Ten (from 12-) Locals



10) The Anonymous - I Do My Other Thing...
A groovy, surrealist, space-funk rap jam about preoccupation, hesitation, delays and distractions from Woodbridge-based rap duo who (finally) put out their fine LP Why Am I Grinding My Teeth... hopefully they also (finally) get around to maybe doing a video for this ... if they ever finish that other thing.

9) Jamaican Queens - Water
This new-ish trio (born from the ashes of long-lost freak-folk quintet Prussia) are all abuzz across local (and, now, international) blogs, honing super-cool vibes and a sensibility for blending synth-fuzzed churnings into a tweaked, spacey indie-pop thing. This song was a staple in their various live appearances but won't be out until their LP Worm Food drops in February.

8) Child Bite - Scum Gene (Trash Vibrato)
It was hard to single out one of Monomania's battering ram, bristled beauties — each have approached the fullest potential of their signature freak-metal incantation, so we might as well rock the one with the band's characteristic circuit-bent joystick wailing its way over the murky monster grooves.

7) Doc Waffles & Self Says - Wings Over Detroit/This Year
Two of the most dynamic and quirky wordsmiths on the local hip-hop scene, SelfSays (Charles Vann) adds charming banter to the brass-bolstered R&B-tweaked rants of Doc (Ben Ness) against the transit system; "Year" is Self's gamer-allegorizing resolution to take total control of his life and his music and advance to the next level.

6) Chit Chat - Communication
Ann Arbor-based lo-fi shredders blend psych-pop to a disarmingly sweet, shimmering surf-rock thing; their debut demos had some cool grimy sock-hop moments and their recent 7-inch conjures Link Wray via a poppier Cramps.

5) The Ashleys - Kids Are Dumb
There are vibrant bands and nifty jams coming from all across the new class of local pop (HandGrenades, DeadBeat Beat, Kickstand Band) but the Ashleys' goulash spills over skuzzier slabs of distorted glam and riffed-out space-rock.

4) Frontier Ruckus - Black Holes
Major keys, cheerily percolated banjos gleaming over propulsive drum fills and hooky melodica. Characteristically dense, dark, epic-scaled folk-rockers lighten up a bit for this sure standout from the forthcoming double-album (Eternity of Dimming) for its palatability and rollicking pop vibe.

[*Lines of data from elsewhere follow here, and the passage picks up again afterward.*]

use crate::config;
use crate::error::Result;
use fahbench::engine::{Engine, NativeEngine, PlatformInfo};
use std::fmt::Write as _;
use std::path::Path;
use tracing::info;

pub async fn run(config_path: Option<&Path>) -> Result<()> {
    let file_config = config::load_file_config(config_path)?;
    let paths = config::resolve_paths(&file_config)?;

    let mut engine = NativeEngine::new();
    let registered = engine
        .load_plugins_from_directory(&paths.plugin_dir)
        .map_err(fahbench::workflows::SimulationError::from)?;
    info!(registered, dir = ?paths.plugin_dir, "Loaded platform plugins.");

    println!("Plugin directory: {}", paths.plugin_dir.display());
    print!("{}", format_platforms(&engine.platforms()));
    Ok(())
}

fn format_platforms(platforms: &[PlatformInfo]) -> String {
    let mut out = String::new();
    for platform in platforms {
        let kind = match &platform.property_prefix {
            Some(prefix) => format!("plugin, properties {prefix}*"),
            None => "built-in".to_string(),
        };
        let _ = writeln!(out, "{} ({})", platform.name, kind);
        for device in &platform.devices {
            if platform.sub_platforms {
                let _ = write!(out, "  platform {} ", device.platform_index);
            } else {
                let _ = write!(out, "  ");
            }
            let _ = writeln!(
                out,
                "device {}: {} [{}]",
                device.device_index, device.name, device.vendor
            );
        }
    }
    out
}
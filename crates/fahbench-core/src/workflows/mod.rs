//! # Workflows Module
//!
//! The benchmark driver: everything between "here is a configuration" and
//! "here is a score".
//!
//! ## Overview
//!
//! A [`Simulation`](simulation::Simulation) is configured once, prepared
//! (plugins loaded, artifacts deserialized, context built and optionally
//! cross-checked against the reference platform) and then run through a timed
//! throughput loop. Progress, status messages and cancellation flow through an
//! [`Updater`](updater::Updater).
//!
//! ## Architecture
//!
//! - **Configuration** ([`config`]) - `SimulationConfig`, its builder and path resolution
//! - **Orchestrator** ([`simulation`]) - the prepare/run state machine
//! - **Benchmark Loop** ([`benchmark`]) - timed stepping with periodic correctness checks
//! - **Multi-device Sets** ([`batch`]) - one simulation per usable device, run in sequence
//! - **Callbacks** ([`updater`]) - progress, message and cancellation hooks
//! - **Results** ([`result`]) - `SimulationResult` and its status codes
//! - **Error Handling** ([`error`]) - fatal driver errors

pub mod batch;
pub mod benchmark;
pub mod config;
pub mod error;
pub mod result;
pub mod simulation;
pub mod updater;

#[cfg(test)]
pub(crate) mod test_support;

pub use batch::{SetOptions, SimulationSet};
pub use config::{BenchPaths, SimulationConfig, SimulationConfigBuilder};
pub use error::SimulationError;
pub use result::{ResultStatus, SimulationResult};
pub use simulation::Simulation;
pub use updater::Updater;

3) Johnny Headband - Hot Button Topic
It's like when old-school new-wave, disco or hip-hop acts released their "Extended Dance-Mix" versions — our charismatically kinetic space-funk party-starters go for the jugular halfway through their Who Cooks for You LP with this 8-minute track; it's bracing and buoyant and right at the end it pulls the rug out from under you and gets meditatively atmospheric.

2) The High Strung - Parachutes
I think ?Posible o' Imposible? proved to be the piece de resistance for these veterans of dashing, radiant, jitter-rock, so you probably can't go wrong playing it back on random. This tune, though, billowy and soulful, strikes a startling and sweet poignancy.

1) Matt Jones & the Reconstruction 
- Special Forces
One of the first songs I heard of the year; rousing, marching percussion, sunburst cymbal shears, soaring cellos and violins chopping into rhythmic cuts at the bridge as soothing harmonies and reverb-twanged guitar build and build into this explosive, anthemic chorus only to crash down so suddenly — coaxing you, then, to just play it back just once more.